* **TASK OBJECTIVE**
Look through the lines below, find those with the word "PathBuf", and copy them.

Records from a data source:
▼
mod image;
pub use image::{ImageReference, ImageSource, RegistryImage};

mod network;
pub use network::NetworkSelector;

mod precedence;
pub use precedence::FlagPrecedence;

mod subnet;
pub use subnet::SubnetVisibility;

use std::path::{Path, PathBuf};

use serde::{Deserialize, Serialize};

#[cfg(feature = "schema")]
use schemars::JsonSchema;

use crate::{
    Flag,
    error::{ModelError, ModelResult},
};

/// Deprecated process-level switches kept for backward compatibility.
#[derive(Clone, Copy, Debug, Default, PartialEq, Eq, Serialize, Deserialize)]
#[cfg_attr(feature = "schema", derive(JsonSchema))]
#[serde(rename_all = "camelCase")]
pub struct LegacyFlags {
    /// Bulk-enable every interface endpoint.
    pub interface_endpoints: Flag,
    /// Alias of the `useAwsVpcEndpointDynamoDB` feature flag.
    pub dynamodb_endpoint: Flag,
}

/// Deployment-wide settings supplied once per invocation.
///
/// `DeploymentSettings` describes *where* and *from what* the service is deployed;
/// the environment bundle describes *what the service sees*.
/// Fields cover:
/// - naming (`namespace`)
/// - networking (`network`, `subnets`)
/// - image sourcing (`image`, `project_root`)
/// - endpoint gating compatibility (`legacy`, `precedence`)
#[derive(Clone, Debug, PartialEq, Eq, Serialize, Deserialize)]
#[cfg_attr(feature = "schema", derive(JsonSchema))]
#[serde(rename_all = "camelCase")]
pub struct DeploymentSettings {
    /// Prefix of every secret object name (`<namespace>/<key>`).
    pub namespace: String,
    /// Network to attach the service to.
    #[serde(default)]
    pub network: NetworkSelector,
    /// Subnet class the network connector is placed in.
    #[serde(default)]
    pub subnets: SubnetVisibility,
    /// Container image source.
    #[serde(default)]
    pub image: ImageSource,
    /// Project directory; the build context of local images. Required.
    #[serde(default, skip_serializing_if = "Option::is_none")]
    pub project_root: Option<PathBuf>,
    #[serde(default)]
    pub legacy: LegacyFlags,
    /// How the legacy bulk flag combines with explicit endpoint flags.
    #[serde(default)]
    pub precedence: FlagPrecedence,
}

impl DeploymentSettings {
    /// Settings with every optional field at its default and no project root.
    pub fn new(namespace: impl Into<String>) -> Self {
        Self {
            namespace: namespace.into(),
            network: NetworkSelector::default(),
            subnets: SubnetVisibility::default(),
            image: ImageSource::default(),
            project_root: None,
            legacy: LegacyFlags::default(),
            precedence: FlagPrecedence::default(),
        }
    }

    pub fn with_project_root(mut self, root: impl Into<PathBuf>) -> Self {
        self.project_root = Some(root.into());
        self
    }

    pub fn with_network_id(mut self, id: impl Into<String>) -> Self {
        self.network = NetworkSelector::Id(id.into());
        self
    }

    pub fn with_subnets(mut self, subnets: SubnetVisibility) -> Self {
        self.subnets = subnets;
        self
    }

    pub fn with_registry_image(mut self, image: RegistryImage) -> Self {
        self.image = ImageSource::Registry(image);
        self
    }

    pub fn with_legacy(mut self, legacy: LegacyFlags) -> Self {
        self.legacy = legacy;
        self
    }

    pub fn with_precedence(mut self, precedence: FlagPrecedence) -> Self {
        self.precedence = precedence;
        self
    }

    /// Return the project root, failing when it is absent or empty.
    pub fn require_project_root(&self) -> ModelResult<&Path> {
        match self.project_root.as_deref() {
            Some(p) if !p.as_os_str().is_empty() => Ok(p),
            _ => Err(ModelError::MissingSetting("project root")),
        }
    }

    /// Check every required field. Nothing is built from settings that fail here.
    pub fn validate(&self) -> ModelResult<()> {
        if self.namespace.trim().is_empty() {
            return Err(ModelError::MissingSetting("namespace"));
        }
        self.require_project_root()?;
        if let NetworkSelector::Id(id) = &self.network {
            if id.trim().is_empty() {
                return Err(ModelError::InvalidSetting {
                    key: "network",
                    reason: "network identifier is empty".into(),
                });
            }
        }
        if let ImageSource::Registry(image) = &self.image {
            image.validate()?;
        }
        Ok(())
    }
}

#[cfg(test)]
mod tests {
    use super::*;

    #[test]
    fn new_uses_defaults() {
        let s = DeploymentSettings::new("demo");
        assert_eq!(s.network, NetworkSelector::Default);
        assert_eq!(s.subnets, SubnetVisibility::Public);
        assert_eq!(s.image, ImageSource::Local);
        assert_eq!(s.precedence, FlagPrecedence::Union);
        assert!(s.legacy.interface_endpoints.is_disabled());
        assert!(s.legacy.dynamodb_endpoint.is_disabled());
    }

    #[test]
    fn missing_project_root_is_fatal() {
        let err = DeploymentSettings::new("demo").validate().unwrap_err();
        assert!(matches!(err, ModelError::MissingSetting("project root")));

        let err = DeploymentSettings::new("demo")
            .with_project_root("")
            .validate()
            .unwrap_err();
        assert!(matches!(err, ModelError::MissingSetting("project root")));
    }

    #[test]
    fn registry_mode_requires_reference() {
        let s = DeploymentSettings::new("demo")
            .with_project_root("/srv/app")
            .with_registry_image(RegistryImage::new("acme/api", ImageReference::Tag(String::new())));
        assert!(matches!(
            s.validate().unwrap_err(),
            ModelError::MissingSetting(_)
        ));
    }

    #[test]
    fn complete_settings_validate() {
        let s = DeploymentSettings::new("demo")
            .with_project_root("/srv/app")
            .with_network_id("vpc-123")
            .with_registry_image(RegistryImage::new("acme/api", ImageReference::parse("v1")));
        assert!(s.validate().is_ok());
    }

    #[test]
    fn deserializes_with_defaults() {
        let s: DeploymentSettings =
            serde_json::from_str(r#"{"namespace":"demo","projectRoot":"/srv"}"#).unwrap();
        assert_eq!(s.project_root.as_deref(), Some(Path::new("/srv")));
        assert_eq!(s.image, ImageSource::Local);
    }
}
▲
▼
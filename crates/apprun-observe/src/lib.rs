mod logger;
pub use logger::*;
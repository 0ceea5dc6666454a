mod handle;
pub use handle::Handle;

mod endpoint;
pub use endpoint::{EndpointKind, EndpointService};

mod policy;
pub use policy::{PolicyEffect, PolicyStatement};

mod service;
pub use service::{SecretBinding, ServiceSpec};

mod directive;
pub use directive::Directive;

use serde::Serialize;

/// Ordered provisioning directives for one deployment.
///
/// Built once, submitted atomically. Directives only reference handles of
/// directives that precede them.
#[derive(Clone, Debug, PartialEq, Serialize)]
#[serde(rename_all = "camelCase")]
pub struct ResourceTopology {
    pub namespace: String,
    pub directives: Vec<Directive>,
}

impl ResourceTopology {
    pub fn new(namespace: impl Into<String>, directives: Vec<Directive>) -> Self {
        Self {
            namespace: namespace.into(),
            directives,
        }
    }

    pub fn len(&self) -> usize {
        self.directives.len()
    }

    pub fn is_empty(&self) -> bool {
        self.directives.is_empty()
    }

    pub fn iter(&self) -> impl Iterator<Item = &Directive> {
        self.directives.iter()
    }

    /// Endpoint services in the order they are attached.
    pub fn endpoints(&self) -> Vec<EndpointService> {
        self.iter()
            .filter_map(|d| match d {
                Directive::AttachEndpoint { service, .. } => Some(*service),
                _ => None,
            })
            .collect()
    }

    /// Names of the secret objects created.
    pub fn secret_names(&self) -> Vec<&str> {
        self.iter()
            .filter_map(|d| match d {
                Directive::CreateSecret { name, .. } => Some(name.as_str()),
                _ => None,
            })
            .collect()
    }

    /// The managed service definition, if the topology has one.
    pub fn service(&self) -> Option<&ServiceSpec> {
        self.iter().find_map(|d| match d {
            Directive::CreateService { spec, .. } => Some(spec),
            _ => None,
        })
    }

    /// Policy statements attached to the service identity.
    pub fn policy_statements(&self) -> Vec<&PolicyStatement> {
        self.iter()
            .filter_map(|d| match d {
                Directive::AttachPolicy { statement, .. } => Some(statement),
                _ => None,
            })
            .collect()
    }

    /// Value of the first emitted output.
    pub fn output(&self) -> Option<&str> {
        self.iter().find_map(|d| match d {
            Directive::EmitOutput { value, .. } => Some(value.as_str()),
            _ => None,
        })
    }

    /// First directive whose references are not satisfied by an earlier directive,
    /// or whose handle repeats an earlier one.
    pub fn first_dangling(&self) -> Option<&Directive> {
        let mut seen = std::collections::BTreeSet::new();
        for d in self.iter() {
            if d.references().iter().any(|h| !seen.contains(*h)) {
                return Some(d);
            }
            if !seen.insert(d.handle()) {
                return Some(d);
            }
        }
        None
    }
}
▲
* **TASK SOLUTION**
use std::path::{Path, PathBuf};
    pub project_root: Option<PathBuf>,
    pub fn with_project_root(mut self, root: impl Into<PathBuf>) -> Self {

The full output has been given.